* Task directions
Find the string "traits" in the records. Copy every line it appears in.

* The records
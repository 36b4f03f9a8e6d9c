//! # linecast-transport
//!
//! Transport layer for the linecast relay.
//!
//! The server accepts [`Connection`]s from a [`Transport`], reads decoded
//! events from them and hands their sinks to the registry. The only shipped
//! transport is newline-delimited TCP.
//!
//! ```rust,ignore
//! use linecast_transport::{Connection, TcpTransport, Transport};
//!
//! async fn handle_connection(mut conn: Box<dyn Connection>) {
//!     while let Ok(Some(event)) = conn.recv().await {
//!         // Process event
//!     }
//! }
//! ```

pub mod tcp;
pub mod traits;

pub use tcp::{TcpConfig, TcpConnection, TcpSink, TcpTransport};
pub use traits::{Connection, Transport, TransportError};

* Expected output
pub mod traits;
pub use traits::{Connection, Transport, TransportError};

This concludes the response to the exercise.